Where a line of the records contains the word "ConfigError", show that line.

▼

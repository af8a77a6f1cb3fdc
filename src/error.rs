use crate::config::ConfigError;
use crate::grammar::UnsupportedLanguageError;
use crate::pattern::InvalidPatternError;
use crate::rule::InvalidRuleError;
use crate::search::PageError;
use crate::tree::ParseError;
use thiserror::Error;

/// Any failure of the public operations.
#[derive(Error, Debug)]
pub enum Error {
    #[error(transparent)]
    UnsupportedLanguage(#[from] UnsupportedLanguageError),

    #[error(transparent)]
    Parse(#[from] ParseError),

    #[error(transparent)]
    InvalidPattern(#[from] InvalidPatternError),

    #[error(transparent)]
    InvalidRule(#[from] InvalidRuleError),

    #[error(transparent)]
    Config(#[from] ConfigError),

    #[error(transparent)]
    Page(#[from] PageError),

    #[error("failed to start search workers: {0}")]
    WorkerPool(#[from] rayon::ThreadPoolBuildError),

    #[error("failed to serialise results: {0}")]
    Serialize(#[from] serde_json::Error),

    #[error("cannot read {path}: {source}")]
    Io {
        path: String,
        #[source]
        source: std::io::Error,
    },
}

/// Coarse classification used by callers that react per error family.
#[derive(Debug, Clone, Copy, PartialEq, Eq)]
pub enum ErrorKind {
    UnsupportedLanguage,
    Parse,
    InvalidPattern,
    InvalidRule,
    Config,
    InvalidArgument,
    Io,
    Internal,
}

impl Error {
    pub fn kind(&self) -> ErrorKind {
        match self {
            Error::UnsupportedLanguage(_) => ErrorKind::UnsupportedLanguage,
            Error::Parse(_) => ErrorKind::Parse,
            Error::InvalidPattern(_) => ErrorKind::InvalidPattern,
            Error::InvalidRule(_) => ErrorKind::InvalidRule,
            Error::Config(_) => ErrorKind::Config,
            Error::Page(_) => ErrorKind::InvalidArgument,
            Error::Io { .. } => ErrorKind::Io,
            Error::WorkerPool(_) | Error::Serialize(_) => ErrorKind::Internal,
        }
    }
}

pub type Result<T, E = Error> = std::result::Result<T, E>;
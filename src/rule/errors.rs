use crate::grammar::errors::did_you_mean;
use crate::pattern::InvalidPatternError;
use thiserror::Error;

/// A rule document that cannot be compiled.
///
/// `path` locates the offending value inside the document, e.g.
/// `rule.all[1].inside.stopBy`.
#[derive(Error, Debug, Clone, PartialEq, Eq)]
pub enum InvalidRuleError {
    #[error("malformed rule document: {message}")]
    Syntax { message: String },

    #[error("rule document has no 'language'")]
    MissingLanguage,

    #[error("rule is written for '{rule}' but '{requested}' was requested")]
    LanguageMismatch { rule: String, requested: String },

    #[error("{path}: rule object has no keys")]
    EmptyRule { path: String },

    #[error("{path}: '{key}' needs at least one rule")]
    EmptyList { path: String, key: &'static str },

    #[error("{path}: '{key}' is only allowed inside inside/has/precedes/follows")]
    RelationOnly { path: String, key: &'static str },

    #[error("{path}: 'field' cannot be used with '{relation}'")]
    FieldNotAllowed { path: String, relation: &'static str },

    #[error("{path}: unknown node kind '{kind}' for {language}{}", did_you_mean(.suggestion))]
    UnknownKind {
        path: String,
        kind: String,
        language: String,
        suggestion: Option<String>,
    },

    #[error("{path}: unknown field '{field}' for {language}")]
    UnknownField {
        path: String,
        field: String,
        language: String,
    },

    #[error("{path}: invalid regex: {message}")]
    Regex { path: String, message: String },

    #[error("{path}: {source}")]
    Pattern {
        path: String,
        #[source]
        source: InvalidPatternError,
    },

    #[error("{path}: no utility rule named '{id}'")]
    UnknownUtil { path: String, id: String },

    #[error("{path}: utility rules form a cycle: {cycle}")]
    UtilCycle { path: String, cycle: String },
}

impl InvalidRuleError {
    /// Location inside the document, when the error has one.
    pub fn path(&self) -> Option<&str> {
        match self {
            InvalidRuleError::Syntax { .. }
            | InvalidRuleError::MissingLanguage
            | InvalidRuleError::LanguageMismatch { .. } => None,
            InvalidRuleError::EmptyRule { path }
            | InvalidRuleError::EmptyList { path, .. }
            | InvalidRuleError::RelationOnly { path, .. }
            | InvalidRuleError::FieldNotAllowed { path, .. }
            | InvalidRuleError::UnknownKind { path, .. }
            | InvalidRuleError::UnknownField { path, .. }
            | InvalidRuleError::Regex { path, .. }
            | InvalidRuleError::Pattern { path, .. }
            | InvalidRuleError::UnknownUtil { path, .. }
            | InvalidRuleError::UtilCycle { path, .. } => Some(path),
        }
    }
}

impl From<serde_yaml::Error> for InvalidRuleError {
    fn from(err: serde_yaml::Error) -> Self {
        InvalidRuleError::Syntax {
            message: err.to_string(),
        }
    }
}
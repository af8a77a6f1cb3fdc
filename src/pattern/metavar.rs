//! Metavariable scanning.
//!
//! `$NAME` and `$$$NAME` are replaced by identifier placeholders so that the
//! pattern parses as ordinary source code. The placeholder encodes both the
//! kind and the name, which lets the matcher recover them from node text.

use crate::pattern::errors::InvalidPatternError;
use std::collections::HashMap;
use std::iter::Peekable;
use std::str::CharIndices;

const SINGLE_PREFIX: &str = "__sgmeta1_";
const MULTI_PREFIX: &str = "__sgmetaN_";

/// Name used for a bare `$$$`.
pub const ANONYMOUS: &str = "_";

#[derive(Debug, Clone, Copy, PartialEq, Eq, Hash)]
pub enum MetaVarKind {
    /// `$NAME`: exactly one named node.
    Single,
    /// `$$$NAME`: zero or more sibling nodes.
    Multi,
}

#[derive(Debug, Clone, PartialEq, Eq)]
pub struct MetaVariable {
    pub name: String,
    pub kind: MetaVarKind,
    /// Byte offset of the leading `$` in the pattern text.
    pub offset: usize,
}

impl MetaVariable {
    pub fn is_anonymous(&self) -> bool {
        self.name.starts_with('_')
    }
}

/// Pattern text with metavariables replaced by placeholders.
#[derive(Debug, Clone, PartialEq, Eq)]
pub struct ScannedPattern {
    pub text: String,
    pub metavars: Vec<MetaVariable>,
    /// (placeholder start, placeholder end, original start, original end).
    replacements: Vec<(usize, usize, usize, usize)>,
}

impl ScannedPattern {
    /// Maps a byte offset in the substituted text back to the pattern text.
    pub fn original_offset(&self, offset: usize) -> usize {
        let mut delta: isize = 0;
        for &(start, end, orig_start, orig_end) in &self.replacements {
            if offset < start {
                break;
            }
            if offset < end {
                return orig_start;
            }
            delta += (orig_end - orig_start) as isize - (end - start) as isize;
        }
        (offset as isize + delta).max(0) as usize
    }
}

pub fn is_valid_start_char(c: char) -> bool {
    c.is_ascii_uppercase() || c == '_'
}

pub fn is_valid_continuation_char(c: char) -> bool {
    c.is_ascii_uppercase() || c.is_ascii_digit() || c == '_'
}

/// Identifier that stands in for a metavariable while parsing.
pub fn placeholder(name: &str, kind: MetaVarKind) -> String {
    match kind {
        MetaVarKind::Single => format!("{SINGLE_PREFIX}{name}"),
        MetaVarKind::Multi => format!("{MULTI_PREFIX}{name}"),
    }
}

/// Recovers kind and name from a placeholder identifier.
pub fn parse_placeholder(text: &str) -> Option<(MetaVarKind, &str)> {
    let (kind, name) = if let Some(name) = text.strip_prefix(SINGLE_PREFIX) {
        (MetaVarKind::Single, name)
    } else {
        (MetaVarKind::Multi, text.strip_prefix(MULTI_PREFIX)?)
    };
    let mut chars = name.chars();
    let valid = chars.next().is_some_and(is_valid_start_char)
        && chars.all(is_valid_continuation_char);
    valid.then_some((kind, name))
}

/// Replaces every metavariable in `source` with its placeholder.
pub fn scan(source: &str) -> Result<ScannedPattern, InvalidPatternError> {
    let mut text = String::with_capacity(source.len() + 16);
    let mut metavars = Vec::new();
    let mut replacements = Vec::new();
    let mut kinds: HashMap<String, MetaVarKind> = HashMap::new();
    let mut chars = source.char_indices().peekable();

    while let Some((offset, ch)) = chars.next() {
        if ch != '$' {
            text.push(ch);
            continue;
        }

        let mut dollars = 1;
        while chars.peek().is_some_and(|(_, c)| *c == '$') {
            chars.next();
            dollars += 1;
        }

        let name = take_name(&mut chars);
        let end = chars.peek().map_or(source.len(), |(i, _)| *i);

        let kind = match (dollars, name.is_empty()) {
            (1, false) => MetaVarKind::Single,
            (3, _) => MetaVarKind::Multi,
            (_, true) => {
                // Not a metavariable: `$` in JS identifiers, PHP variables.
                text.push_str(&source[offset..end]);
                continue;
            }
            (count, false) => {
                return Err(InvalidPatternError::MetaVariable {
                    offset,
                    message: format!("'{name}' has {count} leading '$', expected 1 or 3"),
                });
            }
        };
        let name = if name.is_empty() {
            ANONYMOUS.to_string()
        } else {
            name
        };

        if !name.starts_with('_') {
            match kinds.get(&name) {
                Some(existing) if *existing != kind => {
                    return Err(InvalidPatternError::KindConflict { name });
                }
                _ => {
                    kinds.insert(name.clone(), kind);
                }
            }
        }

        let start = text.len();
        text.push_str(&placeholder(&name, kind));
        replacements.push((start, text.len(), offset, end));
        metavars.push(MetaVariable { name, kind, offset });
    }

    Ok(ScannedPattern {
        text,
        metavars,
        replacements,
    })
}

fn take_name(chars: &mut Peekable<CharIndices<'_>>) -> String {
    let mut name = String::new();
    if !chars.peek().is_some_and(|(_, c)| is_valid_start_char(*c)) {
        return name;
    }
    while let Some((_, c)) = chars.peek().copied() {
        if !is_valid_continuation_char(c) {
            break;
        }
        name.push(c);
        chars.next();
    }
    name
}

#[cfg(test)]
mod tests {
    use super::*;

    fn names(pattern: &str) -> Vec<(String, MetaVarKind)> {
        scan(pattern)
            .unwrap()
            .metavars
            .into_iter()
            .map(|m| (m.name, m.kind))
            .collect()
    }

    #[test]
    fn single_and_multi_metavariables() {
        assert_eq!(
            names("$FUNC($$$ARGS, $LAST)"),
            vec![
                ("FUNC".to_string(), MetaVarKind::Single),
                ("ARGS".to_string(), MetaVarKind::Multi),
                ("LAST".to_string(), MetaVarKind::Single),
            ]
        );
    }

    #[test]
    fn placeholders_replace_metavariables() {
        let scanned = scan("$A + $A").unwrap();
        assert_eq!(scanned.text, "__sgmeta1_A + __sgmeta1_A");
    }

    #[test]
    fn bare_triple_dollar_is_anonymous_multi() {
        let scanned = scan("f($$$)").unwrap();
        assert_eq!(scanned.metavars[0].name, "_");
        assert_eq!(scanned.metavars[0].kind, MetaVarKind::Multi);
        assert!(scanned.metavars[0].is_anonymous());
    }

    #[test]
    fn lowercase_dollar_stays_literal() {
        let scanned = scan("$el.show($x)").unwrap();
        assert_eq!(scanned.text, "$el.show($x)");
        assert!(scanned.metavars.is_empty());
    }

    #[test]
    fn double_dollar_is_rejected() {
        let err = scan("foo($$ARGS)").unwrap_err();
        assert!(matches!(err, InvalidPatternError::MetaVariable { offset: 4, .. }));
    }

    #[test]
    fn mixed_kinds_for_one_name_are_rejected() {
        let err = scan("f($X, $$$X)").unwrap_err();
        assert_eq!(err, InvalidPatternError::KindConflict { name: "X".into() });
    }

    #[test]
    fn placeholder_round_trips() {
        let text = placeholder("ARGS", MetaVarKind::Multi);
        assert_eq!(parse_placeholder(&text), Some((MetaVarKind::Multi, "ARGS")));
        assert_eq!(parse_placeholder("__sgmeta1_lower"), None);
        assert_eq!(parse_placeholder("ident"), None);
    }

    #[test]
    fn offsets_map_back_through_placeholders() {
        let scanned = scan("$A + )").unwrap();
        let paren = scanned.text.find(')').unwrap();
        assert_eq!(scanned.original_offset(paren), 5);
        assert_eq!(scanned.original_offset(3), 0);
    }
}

▲

WRITTEN RESPONSE:
use crate::config::ConfigError;
    Config(#[from] ConfigError),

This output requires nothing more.